Doug Ford defended his government's actions over long-term care during the pandemic and the passage of the bill, stating that "I’ve been out here just hammering the people that have been negligent in long-term care. I’ve been on these guys like an 800-pound gorilla," and calling for critics of the bill to "talk to their lawyer rather than just read the headlines."

=== Opposition ===
The bill attracted heavy criticism, with relatives of victims of the pandemic arguing that it would make it impossible to hold the long-term care providers where many Ontarians died of COVID-19 accountable for those deaths.

The government also faced scrutiny over links between it and the for-profit long-term care industry. The Ontario Health Coalition announced that it would file a formal complaint to the province's Integrity Commissioner, J. David Wake, over the bill, calling for an investigation into donations made by the industry to the Progressive Conservative Party. The government was also accused of using the pandemic as a cover to pass omnibus legislation that would entrench the Progressive Conservative Party's interests, with Emmett Macfarlane, associate professor at the University of Waterloo, stating that "to the extent that they're using the pandemic as cover for these controversial initiatives, it just stinks to high heaven."

== Reactions to the Municipal Elections Act changes ==
The day after the government introduced the bill to the Legislative Assembly, a report from the Centre for Urban Policy and Local Governance at Western University was released finding that there had been a high level of public interest in the voting system in the 2018 London elections and that "London shows us that ranked balloting can be administered well, but that it takes extra effort and organization, at least the first time around."

=== Support ===
Steve Clark, Minister for Municipal Affairs and Housing, defended the government's move to ban ranked ballots, stating that it ensured consistency between municipal, provincial, and federal electoral systems, and would save municipalities money. He further stated that "our new proposed changes would bring predictability to municipal elections, at a time when Ontarians are focused on their health and safety."

=== Opposition ===
The move to ban ranked ballots was also met with heavy criticism, with critics stating that it undermined local democracy and came without consulting the public. Electoral reform advocacy group Fair Vote Canada released a statement saying that "too often, politicians will push for whatever system is in the best interest of their party, or to protect their own jobs. Today we see that since the Conservative Party supports first-past-the-post, every municipality in Ontario is now stuck with it."

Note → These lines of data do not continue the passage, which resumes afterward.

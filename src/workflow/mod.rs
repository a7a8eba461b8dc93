use crate::configuration::Config;
use crate::database::{Database, DatabaseError, Decision, RequestStatus, RequestTicket};
use crate::feed::{self, FeedClient};
use chrono::{DateTime, Utc};
use std::collections::HashSet;
use thiserror::Error;
use tokio::sync::Mutex;
use tracing::{info, warn};

pub mod phone;
mod reply;

pub use reply::{Keyboard, Reply};

const PENDING_LIMIT: i64 = 20;

#[derive(Error, Debug)]
pub enum WorkflowError {
    #[error("Invalid phone format: {0}")]
    InvalidPhoneFormat(String),

    #[error("Access request {0} not found")]
    RequestNotFound(i64),

    #[error("Access request {0} already decided")]
    RequestAlreadyDecided(i64),

    #[error("User {0} is not an administrator")]
    Unauthorized(i64),

    #[error("Ledger error: {0}")]
    Ledger(#[from] DatabaseError),
}

/// Button payloads the controller understands. Anything else is dropped by
/// the transport layer.
#[derive(Debug, Clone, Copy, PartialEq, Eq)]
pub enum CallbackAction {
    Status,
    Loads,
    ChangePhone,
    AdminPending,
    Approve(i64),
    Reject(i64),
}

impl CallbackAction {
    pub fn parse(data: &str) -> Option<Self> {
        match data {
            "status" => Some(Self::Status),
            "loads" => Some(Self::Loads),
            "change_phone" => Some(Self::ChangePhone),
            "admin:pending" => Some(Self::AdminPending),
            _ => {
                if let Some(id) = data.strip_prefix("approve:") {
                    id.parse().ok().map(Self::Approve)
                } else if let Some(id) = data.strip_prefix("reject:") {
                    id.parse().ok().map(Self::Reject)
                } else {
                    None
                }
            }
        }
    }
}

/// Drives the access-request lifecycle: reacts to chat events, mutates the
/// ledger, and emits transport-neutral replies.
///
/// The only state held outside the ledger is the set of users currently
/// being asked for a phone number. It lives in process memory and is lost
/// on restart.
pub struct Workflow {
    db: Database,
    feed: FeedClient,
    admins: HashSet<i64>,
    access_days: i64,
    week_price_uzs: u32,
    notify_on_start: bool,
    notify_on_loads: bool,
    awaiting_phone: Mutex<HashSet<i64>>,
}

impl Workflow {
    pub fn new(config: &Config, database: Database) -> Self {
        Self {
            db: database,
            feed: FeedClient::new(&config.feed),
            admins: config.telegram.admins.iter().copied().collect(),
            access_days: config.telegram.access_days,
            week_price_uzs: config.telegram.week_price_uzs,
            notify_on_start: config.telegram.notify_on_start,
            notify_on_loads: config.telegram.notify_on_loads,
            awaiting_phone: Mutex::new(HashSet::new()),
        }
    }

    pub fn is_admin(&self, user_id: i64) -> bool {
        self.admins.contains(&user_id)
    }

    pub fn admins(&self) -> &HashSet<i64> {
        &self.admins
    }

    pub async fn is_awaiting_phone(&self, user_id: i64) -> bool {
        self.awaiting_phone.lock().await.contains(&user_id)
    }

    pub async fn on_start(&self, user_id: i64) -> Result<Vec<Reply>, WorkflowError> {
        self.db.ensure_user(user_id).await?;
        let mut replies = Vec::new();

        if self.notify_on_start {
            replies.push(Reply::AdminBroadcast {
                text: format!("👤 /start from {user_id}"),
                request_id: None,
            });
        }

        if self.is_admin(user_id) {
            replies.push(Reply::message(
                "Admin menu: press the button or use /pending",
                Keyboard::AdminPanel,
            ));
        }

        if self.db.has_access(user_id).await? {
            if let Some(until) = self.db.access_until(user_id).await? {
                replies.push(Reply::message(
                    format!(
                        "✅ Access active until {}.\nTap \"🚚 Current loads\".",
                        format_until(&until)
                    ),
                    Keyboard::UserMenu,
                ));
            }
            return Ok(replies);
        }

        match self.db.phone(user_id).await? {
            None => {
                self.awaiting_phone.lock().await.insert(user_id);
                replies.push(Reply::message(
                    format!(
                        "Access to the loads feed requires a phone number.\nTariff: {} UZS for {} days.",
                        self.week_price_uzs, self.access_days
                    ),
                    Keyboard::UserMenu,
                ));
                replies.push(phone_prompt());
            }
            Some(phone) => {
                let ticket = self.db.create_access_request(user_id, &phone).await?;
                replies.push(Reply::message(
                    format!(
                        "Phone {phone} is on file.\nAn invoice will be issued to this number; access opens once payment is confirmed.\nRequest ID: {}",
                        ticket.id
                    ),
                    Keyboard::UserMenu,
                ));
                self.push_new_request_broadcast(&mut replies, user_id, &phone, ticket);
            }
        }
        Ok(replies)
    }

    /// Contact-button submissions are accepted regardless of the awaiting
    /// state; the contact payload may arrive without a leading `+`.
    pub async fn on_contact(&self, user_id: i64, raw: &str) -> Result<Vec<Reply>, WorkflowError> {
        let Some(phone) = phone::normalize(raw) else {
            return Err(WorkflowError::InvalidPhoneFormat(raw.to_string()));
        };
        self.submit_phone(user_id, phone).await
    }

    /// Free text only matters while the user is being asked for a number.
    pub async fn on_text(&self, user_id: i64, text: &str) -> Result<Vec<Reply>, WorkflowError> {
        if text.starts_with('/') {
            return Ok(Vec::new());
        }
        if !self.awaiting_phone.lock().await.contains(&user_id) {
            return Ok(Vec::new());
        }
        let Some(phone) = phone::normalize(text) else {
            return Err(WorkflowError::InvalidPhoneFormat(text.to_string()));
        };
        self.submit_phone(user_id, phone).await
    }

    pub async fn on_status(&self, user_id: i64) -> Result<Vec<Reply>, WorkflowError> {
        let mut replies = vec![Reply::Ack { text: None }];

        if self.db.has_access(user_id).await? {
            if let Some(until) = self.db.access_until(user_id).await? {
                replies.push(Reply::message(
                    format!("✅ Access active until {}", format_until(&until)),
                    Keyboard::UserMenu,
                ));
            }
            return Ok(replies);
        }

        match self.db.phone(user_id).await? {
            None => {
                self.awaiting_phone.lock().await.insert(user_id);
                replies.push(Reply::message(
                    "⛔️ No access. Send your phone number first.",
                    Keyboard::UserMenu,
                ));
                replies.push(phone_prompt());
            }
            Some(phone) => {
                replies.push(Reply::message(
                    format!(
                        "⛔️ No access yet.\nYour number {phone} is on file; access opens once payment is confirmed."
                    ),
                    Keyboard::UserMenu,
                ));
            }
        }
        Ok(replies)
    }

    pub async fn on_loads(&self, user_id: i64) -> Result<Vec<Reply>, WorkflowError> {
        let mut replies = vec![Reply::Ack { text: None }];

        if !self.db.has_access(user_id).await? {
            match self.db.phone(user_id).await? {
                None => {
                    self.awaiting_phone.lock().await.insert(user_id);
                    replies.push(Reply::message(
                        "⛔️ Access closed. Send your phone number to get started.",
                        Keyboard::UserMenu,
                    ));
                    replies.push(phone_prompt());
                }
                Some(phone) => {
                    replies.push(Reply::message(
                        format!(
                            "⛔️ Access closed. An invoice will be issued to {phone}; access opens after payment."
                        ),
                        Keyboard::UserMenu,
                    ));
                }
            }
            return Ok(replies);
        }

        // One fetch, no retry. A failure is reported to the user once.
        match self.feed.fetch(user_id).await {
            Ok(payload) => {
                replies.push(Reply::message(feed::render(&payload), Keyboard::UserMenu));
            }
            Err(error) => {
                warn!(user_id, error = %error, "Feed fetch failed");
                replies.push(Reply::message(
                    format!("⚠️ Feed unavailable.\nDetails: {error}"),
                    Keyboard::UserMenu,
                ));
            }
        }

        if self.notify_on_loads {
            replies.push(Reply::AdminBroadcast {
                text: format!("🚚 Loads opened by {user_id}"),
                request_id: None,
            });
        }
        Ok(replies)
    }

    pub async fn on_change_phone(&self, user_id: i64) -> Result<Vec<Reply>, WorkflowError> {
        self.awaiting_phone.lock().await.insert(user_id);
        Ok(vec![Reply::Ack { text: None }, phone_prompt()])
    }

    pub async fn on_pending(&self, admin_id: i64) -> Result<Vec<Reply>, WorkflowError> {
        if !self.is_admin(admin_id) {
            return Err(WorkflowError::Unauthorized(admin_id));
        }

        let pending = self.db.list_pending(PENDING_LIMIT).await?;
        let mut replies = vec![Reply::Ack { text: None }];
        if pending.is_empty() {
            replies.push(Reply::message("No pending requests.", Keyboard::None));
            return Ok(replies);
        }
        for request in pending {
            replies.push(Reply::message(
                format!(
                    "🕒 PENDING\nRequest ID: {}\nUser: {}\nPhone: {}",
                    request.id, request.tg_id, request.phone
                ),
                Keyboard::AdminDecision(request.id),
            ));
        }
        Ok(replies)
    }

    pub async fn on_decision(
        &self,
        admin_id: i64,
        request_id: i64,
        outcome: Decision,
    ) -> Result<Vec<Reply>, WorkflowError> {
        if !self.is_admin(admin_id) {
            warn!(admin_id, request_id, "Decision attempt by non-admin");
            return Err(WorkflowError::Unauthorized(admin_id));
        }

        let Some(request) = self.db.request(request_id).await? else {
            return Err(WorkflowError::RequestNotFound(request_id));
        };
        // The ledger re-checks the status inside the UPDATE, which closes the
        // double-click race between two admins.
        if request.status != RequestStatus::Pending
            || !self.db.decide(request_id, admin_id, outcome).await?
        {
            return Err(WorkflowError::RequestAlreadyDecided(request_id));
        }

        match outcome {
            Decision::Approved => {
                let until = self.db.grant_access_days(request.tg_id, self.access_days).await?;
                info!(request_id, admin_id, user_id = request.tg_id, "Access request approved");
                Ok(vec![
                    Reply::EditDecision {
                        note: format!("✅ APPROVED until {}", format_until(&until)),
                    },
                    Reply::Ack {
                        text: Some("Confirmed".to_string()),
                    },
                    Reply::Direct {
                        user_id: request.tg_id,
                        text: format!(
                            "✅ Payment confirmed. Access open until {}.\nTap \"🚚 Current loads\".",
                            format_until(&until)
                        ),
                        keyboard: Keyboard::UserMenu,
                    },
                    Reply::AdminBroadcast {
                        text: format!(
                            "✅ APPROVED {} until {} (request {request_id})",
                            request.tg_id,
                            format_until(&until)
                        ),
                        request_id: None,
                    },
                ])
            }
            Decision::Rejected => {
                info!(request_id, admin_id, user_id = request.tg_id, "Access request rejected");
                Ok(vec![
                    Reply::EditDecision {
                        note: "❌ REJECTED".to_string(),
                    },
                    Reply::Ack {
                        text: Some("Rejected".to_string()),
                    },
                    Reply::Direct {
                        user_id: request.tg_id,
                        text: "❌ Payment was not confirmed. Send your phone number again if needed, or contact an administrator."
                            .to_string(),
                        keyboard: Keyboard::UserMenu,
                    },
                ])
            }
        }
    }

    async fn submit_phone(
        &self,
        user_id: i64,
        phone: String,
    ) -> Result<Vec<Reply>, WorkflowError> {
        self.db.set_phone(user_id, &phone).await?;
        self.awaiting_phone.lock().await.remove(&user_id);

        let ticket = self.db.create_access_request(user_id, &phone).await?;
        let mut replies = vec![Reply::message(
            format!(
                "✅ Phone saved: {phone}\nAn invoice will be issued to this number; access opens once payment is confirmed.\nRequest ID: {}",
                ticket.id
            ),
            Keyboard::UserMenu,
        )];
        self.push_new_request_broadcast(&mut replies, user_id, &phone, ticket);
        Ok(replies)
    }

    /// Admins get the decision keyboard once per request: a reused ticket
    /// means they already hold one, so resubmissions stay silent.
    fn push_new_request_broadcast(
        &self,
        replies: &mut Vec<Reply>,
        user_id: i64,
        phone: &str,
        ticket: RequestTicket,
    ) {
        if ticket.reused {
            return;
        }
        info!(user_id, request_id = ticket.id, "New access request");
        replies.push(Reply::AdminBroadcast {
            text: format!(
                "🧾 New access request\nUser: {user_id}\nPhone: {phone}\nTariff: {} UZS / {} days\nRequest ID: {}\n\nIssue the invoice to this number, then confirm once paid.",
                self.week_price_uzs, self.access_days, ticket.id
            ),
            request_id: Some(ticket.id),
        });
    }
}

John Tory, mayor of Toronto, and a number of Toronto city councillors denounced the move, as the city was considering switching to ranked ballots for future municipal elections. In Kingston, Bryan Paterson, the city's mayor, stated that "in 2018 Kingston voted in favour of moving to a system of ranked ballots in 2022, and I believe their decision should be respected." The London City Council voted almost unanimously to request that the province exempt the city from the ban.